Timing Closure
Lecture 5
Jignesh Shah
UCSC Extension, Silicon Valley
Spring 2024
Agenda
• Logistics
• Quick review of lecture 4
• Timing Exceptions
• PVT – process, voltage, and temperature
• STA Modes
• Lab #5
Logistics
• Next week Midterm
- A Take Home Quiz which will due on Sunday May 18, 2024
Review of lecture 4
• Design constraints
• Intent of the design and external condition is specified through constraint.
• Input/output conditions:
• Set_input_delay, set_output_delay, set_load, etc…
• Clock description/modeling
• Create_clock, set_clock_uncertainity, etc…
Timing Exceptions
• As per RTL design intent, Setup or Hold check on some timing paths
might not be required or can be relaxed for more than one cycle.
• For STA such design intent can be express through
- False Paths: Timing paths on which S&H check is not required
even though logical connection exists.
- Multi Cycle Paths: Timing paths which allow more than one
clock cycle for the signal.
- Case Analysis: To specify constant (1 or 0) level for any signal.
- Disable Timing: Segment of paths which can be disabled.

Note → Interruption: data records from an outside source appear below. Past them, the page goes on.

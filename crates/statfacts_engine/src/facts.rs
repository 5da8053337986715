use facts_logging::{facts_debug, facts_warn};
use futures_util::future::join_all;
use serde::Deserialize;
use url::Url;

use crate::github::map_reqwest_error;
use crate::settings::{join_segments, parse_base};
use crate::{EngineError, EngineSettings, FactFetchMode, FailureKind, FetchError, TriviaCategory};

/// Text used whenever no trivia could be fetched for `number`.
pub fn fallback_fact(number: u64) -> String {
    format!("No interesting fact found for number {number}")
}

#[async_trait::async_trait]
pub trait FactSource: Send + Sync {
    /// Returns a trivia sentence about `number`. Never fails: errors degrade to
    /// [`fallback_fact`].
    async fn fact_for(&self, number: u64, category: TriviaCategory) -> String;
}

/// Enriches every count independently, returning facts in the order of `counts`.
pub async fn facts_for(
    source: &dyn FactSource,
    counts: &[u64],
    category: TriviaCategory,
    mode: FactFetchMode,
) -> Vec<String> {
    match mode {
        FactFetchMode::Sequential => {
            let mut facts = Vec::with_capacity(counts.len());
            for &count in counts {
                facts.push(source.fact_for(count, category).await);
            }
            facts
        }
        FactFetchMode::Concurrent => {
            join_all(counts.iter().map(|&count| source.fact_for(count, category))).await
        }
    }
}

#[derive(Debug, Deserialize)]
struct FactResponse {
    #[serde(default)]
    text: Option<String>,
}

#[derive(Debug, Clone)]
pub struct ReqwestFactEnricher {
    client: reqwest::Client,
    base: Url,
}

impl ReqwestFactEnricher {
    pub fn new(settings: &EngineSettings) -> Result<Self, EngineError> {
        Ok(Self {
            client: settings.build_client("application/json")?,
            base: parse_base(&settings.numbers_api_base)?,
        })
    }

    fn fact_url(&self, number: u64, category: TriviaCategory) -> Result<Url, FetchError> {
        let number = number.to_string();
        let mut url = join_segments(&self.base, &[number.as_str(), category.as_str()])
            .ok_or_else(|| FetchError::new(FailureKind::InvalidUrl, self.base.to_string()))?;
        // The service switches to a JSON envelope when the bare `json` flag is present.
        url.set_query(Some("json"));
        Ok(url)
    }

    async fn try_fact(&self, number: u64, category: TriviaCategory) -> Result<String, FetchError> {
        let response = self
            .client
            .get(self.fact_url(number, category)?)
            .send()
            .await
            .map_err(map_reqwest_error)?;

        let status = response.status();
        if !status.is_success() {
            return Err(FetchError::new(
                FailureKind::HttpStatus(status.as_u16()),
                status.to_string(),
            ));
        }

        let body = response.bytes().await.map_err(map_reqwest_error)?;
        let parsed: FactResponse = serde_json::from_slice(&body)
            .map_err(|err| FetchError::new(FailureKind::MalformedResponse, err.to_string()))?;
        match parsed.text {
            Some(text) if !text.trim().is_empty() => Ok(text),
            _ => Err(FetchError::new(
                FailureKind::MalformedResponse,
                "missing text field",
            )),
        }
    }
}

#[async_trait::async_trait]
impl FactSource for ReqwestFactEnricher {
    async fn fact_for(&self, number: u64, category: TriviaCategory) -> String {
        match self.try_fact(number, category).await {
            Ok(text) => {
                facts_debug!("fact for {} ({}): {}", number, category, text);
                text
            }
            Err(err) => {
                facts_warn!("no {} fact for {}: {}", category, number, err);
                fallback_fact(number)
            }
        }
    }
}

#[cfg(test)]
mod tests {
    use super::*;

    #[test]
    fn fallback_names_the_number() {
        assert_eq!(fallback_fact(42), "No interesting fact found for number 42");
    }

    #[test]
    fn fact_url_uses_number_category_and_json_flag() {
        let enricher = ReqwestFactEnricher::new(&EngineSettings::default()).unwrap();
        let url = enricher.fact_url(500, TriviaCategory::Math).unwrap();
        assert_eq!(url.as_str(), "https://numbersapi.com/500/math?json");
    }
}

- Clock Group: Exclusivity among multiple clock domain for clock
domain crossing paths.
MCP for longer than one cycle path due to FSM
• Create_clock –name CLK –period 10 [get_ports CLK]
• Set_multicycle_path 3 –setup –from [get_pins G1/Q] –to [get_pins G2/D]
• Set_multicycle_path 2 –hold –from [get_pins G1/Q] –to [get_pins G2/D]
Fig 2. Example of circuit of MCP
Fig1. Timing edge for MCP
MCP between clock domains as per Design
Constraint for CDC through Synchronizer
• Max delay or MCP between clock1 & clock 2 ffor data signals
• False path or Max delay for Control signal
MCP between clock domains with Synchronizer
False path for unsensitized logic
• Set_false_path –through [get_pin M1/b] –through [get_pin M2/e]
• Set_false_path –from FF1 –to [get_clock CLKB]
• Set_false_path –from FF2 –to [get_clock CLKA]
False path due to exclusive clocks
• Set_false_path –from [get_clock C1] –to [get_clock C2]
• Set_false_path –from [get_clock C2] –to [get_clock C1]
• Set_false_path –from [get_clock GC1] –to [get_clock GC2]
• Set_false_path –from [get_clock GC2] –to [get_clock GC1]
set_clock_group command can also be used to ignore timing paths
between clock domains
(i.e. set_clock_group –logical_exclusive -group {C1 GC1} –group {C2 GC2}
False path for bus protocol
• Set_false_path –from [get_clock Clk_Slave1] –to [get_clock Clk_Slave2]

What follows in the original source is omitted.